Not one of the tandoori-chewing DAM glitterati, Mike Tedesco is Microsoft's Technical Evangelist - Pro Photo Community, and is therefore considered by some Apple-brand loyalists to be second to antichrist. He gives some responses to the iView takeover in this dpReview thread.

Thom Hogan's comments are perhaps closest to my own speculation. When I was told the news, my initial reaction was Microsoft will take iView downmarket - the Picasa strategy. But I soon began to think the junior product, iView Media, might well go that way, while MediaPro will surely continue its upmarket course. That was behind my analogy with Microsoft's move into financial software where they made a number of key acquisitions and built on them, added SQL databases, VBA editors, and configured them for application servers and remote usage, with proprietary technologies of course.

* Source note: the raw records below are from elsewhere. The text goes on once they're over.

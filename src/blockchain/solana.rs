//! Solana JSON-RPC client.
//!
//! # Responsibilities
//! - Fetch the latest blockhash and check whether a blockhash is still valid
//! - Read lamport balances
//! - Submit base64-encoded transactions via `sendTransaction`
//! - Look up signature status for reconciliation

use std::time::Duration;

use base64::{engine::general_purpose::STANDARD as BASE64_STANDARD, Engine as _};
use serde::de::DeserializeOwned;
use serde::Deserialize;
use serde_json::{json, Value};

use crate::blockchain::types::{BlockchainError, BlockchainResult};
use crate::config::SolanaConfig;

/// JSON-RPC envelope.
#[derive(Debug, Deserialize)]
struct JsonRpcResponse<T> {
    result: Option<T>,
    error: Option<JsonRpcError>,
}

/// JSON-RPC error object.
#[derive(Debug, Deserialize)]
struct JsonRpcError {
    code: i64,
    message: String,
}

/// Responses wrapped in `{context, value}`.
#[derive(Debug, Deserialize)]
struct WithContext<T> {
    value: T,
}

#[derive(Debug, Deserialize)]
#[serde(rename_all = "camelCase")]
struct LatestBlockhash {
    blockhash: String,
}

/// Status entry from `getSignatureStatuses`.
#[derive(Debug, Clone, Deserialize)]
#[serde(rename_all = "camelCase")]
pub struct SignatureStatus {
    #[serde(default)]
    pub confirmation_status: Option<String>,
    /// Execution error, `None` when the transaction succeeded.
    #[serde(default)]
    pub err: Option<Value>,
}

#[derive(Debug, Clone)]
pub struct SolanaRpcClient {
    http: reqwest::Client,
    rpc_url: String,
    timeout_secs: u64,
}

impl SolanaRpcClient {
    pub fn new(config: &SolanaConfig) -> BlockchainResult<Self> {
        let http = reqwest::Client::builder()
            .timeout(Duration::from_secs(config.request_timeout_secs))
            .build()
            .map_err(|e| BlockchainError::Rpc(format!("HTTP client: {}", e)))?;
        Ok(Self {
            http,
            rpc_url: config.rpc_url.clone(),
            timeout_secs: config.request_timeout_secs,
        })
    }

    async fn call<T: DeserializeOwned>(&self, method: &str, params: Value) -> BlockchainResult<T> {
        let payload = json!({
            "jsonrpc": "2.0",
            "id": 1,
            "method": method,
            "params": params,
        });
        tracing::debug!(method, "Solana RPC request");

        let response = self
            .http
            .post(&self.rpc_url)
            .json(&payload)
            .send()
            .await
            .map_err(|e| BlockchainError::from_reqwest(e, self.timeout_secs))?;

        let status = response.status();
        if !status.is_success() {
            let body = response.text().await.unwrap_or_default();
            return Err(BlockchainError::Rejected {
                status: Some(status.as_u16()),
                message: body,
            });
        }

        let parsed: JsonRpcResponse<T> = response
            .json()
            .await
            .map_err(|e| BlockchainError::Decode(format!("{}: {}", method, e)))?;

        if let Some(error) = parsed.error {
            return Err(BlockchainError::Rejected {
                status: None,
                message: format!("rpc error {}: {}", error.code, error.message),
            });
        }
        parsed
            .result
            .ok_or_else(|| BlockchainError::Decode(format!("{}: rpc returned neither result nor error", method)))
    }

    pub async fn get_latest_blockhash(&self) -> BlockchainResult<String> {
        let response: WithContext<LatestBlockhash> = self
            .call("getLatestBlockhash", json!([{"commitment": "finalized"}]))
            .await?;
        Ok(response.value.blockhash)
    }

    pub async fn is_blockhash_valid(&self, blockhash: &str) -> BlockchainResult<bool> {
        let response: WithContext<bool> = self
            .call("isBlockhashValid", json!([blockhash, {"commitment": "processed"}]))
            .await?;
        Ok(response.value)
    }

    /// Balance in lamports.
    pub async fn get_balance(&self, address: &str) -> BlockchainResult<u64> {
        let response: WithContext<u64> = self.call("getBalance", json!([address])).await?;
        Ok(response.value)
    }

    /// Submit a wire-format transaction; returns the signature the node reports.
    pub async fn send_transaction(&self, wire: &[u8]) -> BlockchainResult<String> {
        let encoded = BASE64_STANDARD.encode(wire);
        self.call(
            "sendTransaction",
            json!([encoded, {"encoding": "base64", "preflightCommitment": "confirmed"}]),
        )
        .await
    }

    /// Status for `signature`, `None` when unknown to the node.
    pub async fn get_signature_status(&self, signature: &str) -> BlockchainResult<Option<SignatureStatus>> {
        let response: WithContext<Vec<Option<SignatureStatus>>> = self
            .call(
                "getSignatureStatuses",
                json!([[signature], {"searchTransactionHistory": true}]),
            )
            .await?;
        Ok(response.value.into_iter().next().flatten())
    }
}

#[cfg(test)]
mod tests {
    use super::*;
    use wiremock::matchers::{body_partial_json, method};
    use wiremock::{Mock, MockServer, ResponseTemplate};

    fn client(server: &MockServer) -> SolanaRpcClient {
        SolanaRpcClient::new(&SolanaConfig {
            enabled: true,
            rpc_url: server.uri(),
            ..SolanaConfig::default()
        })
        .unwrap()
    }

    async fn mock_result(server: &MockServer, rpc_method: &str, result: Value) {
        Mock::given(method("POST"))
            .and(body_partial_json(json!({"method": rpc_method})))
            .respond_with(ResponseTemplate::new(200).set_body_json(json!({
                "jsonrpc": "2.0", "id": 1, "result": result
            })))
            .mount(server)
            .await;
    }

    #[tokio::test]
    async fn test_latest_blockhash_and_balance() {
        let server = MockServer::start().await;
        mock_result(
            &server,
            "getLatestBlockhash",
            json!({"context": {"slot": 1}, "value": {"blockhash": "EkSnNWid2cvwEVnVx9aBqawnmiCNiDgp3gUdkDPTKN1N", "lastValidBlockHeight": 200}}),
        )
        .await;
        mock_result(&server, "getBalance", json!({"context": {"slot": 1}, "value": 1_500_000_000u64})).await;

        let client = client(&server);
        assert_eq!(
            client.get_latest_blockhash().await.unwrap(),
            "EkSnNWid2cvwEVnVx9aBqawnmiCNiDgp3gUdkDPTKN1N"
        );
        assert_eq!(client.get_balance("any").await.unwrap(), 1_500_000_000);
    }

    #[tokio::test]
    async fn test_rpc_error_is_rejected() {
        let server = MockServer::start().await;
        Mock::given(method("POST"))
            .respond_with(ResponseTemplate::new(200).set_body_json(json!({
                "jsonrpc": "2.0", "id": 1,
                "error": {"code": -32002, "message": "Transaction simulation failed: Blockhash not found"}
            })))
            .mount(&server)
            .await;

        match client(&server).send_transaction(&[1, 2, 3]).await {
            Err(BlockchainError::Rejected { status: None, message }) => {
                assert!(message.contains("Blockhash not found"));
                assert!(message.contains("-32002"));
            }
            other => panic!("unexpected result: {:?}", other),
        }
    }

    #[tokio::test]
    async fn test_signature_status_lookup() {
        let server = MockServer::start().await;
        mock_result(
            &server,
            "getSignatureStatuses",
            json!({"context": {"slot": 5}, "value": [{"slot": 4, "confirmations": null, "err": null, "confirmationStatus": "finalized"}]}),
        )
        .await;

        let status = client(&server).get_signature_status("sig").await.unwrap().unwrap();
        assert_eq!(status.confirmation_status.as_deref(), Some("finalized"));
        assert!(status.err.is_none());
    }

    #[tokio::test]
    async fn test_unknown_signature_is_none() {
        let server = MockServer::start().await;
        mock_result(&server, "getSignatureStatuses", json!({"context": {"slot": 5}, "value": [null]})).await;
        assert!(client(&server).get_signature_status("sig").await.unwrap().is_none());
    }

    #[tokio::test]
    async fn test_rate_limit_status_is_kept() {
        let server = MockServer::start().await;
        Mock::given(method("POST"))
            .respond_with(ResponseTemplate::new(429).set_body_string("Too many requests"))
            .mount(&server)
            .await;

        let err = client(&server).get_balance("any").await.unwrap_err();
        assert!(matches!(err, BlockchainError::Rejected { status: Some(429), .. }));
    }
}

We all know iView has some problems moving up into multiuser network environments and that the file and database structure is limiting. So this might well be Microsoft's intention - and iView's urgent need before the DAMP (DAM+raw processing) programs sweep all before them.

In Microsoft's shoes I'd be scooping up Capture One, bolting it onto a potentially-multiuser iView and going straight for Aperture and Lightroom. It needn't be one product, but a largely cosmetic marriage of standalone programs like Word, Access and Excel. Buttons would “Open in Microsoft Capture”, “Copy Capture Settings”, “Paste Capture Settings”, or “Capture Batch”.

On the other hand, it could be left neglected in a dark annex of the evil empire and Yan, Phil and co will just have a year shivering in the Seattle rain. Time will tell, and after reading all that Apple-brand moaning I'm sure apocalyptic predictions aboout iView are best left to Nostradamus….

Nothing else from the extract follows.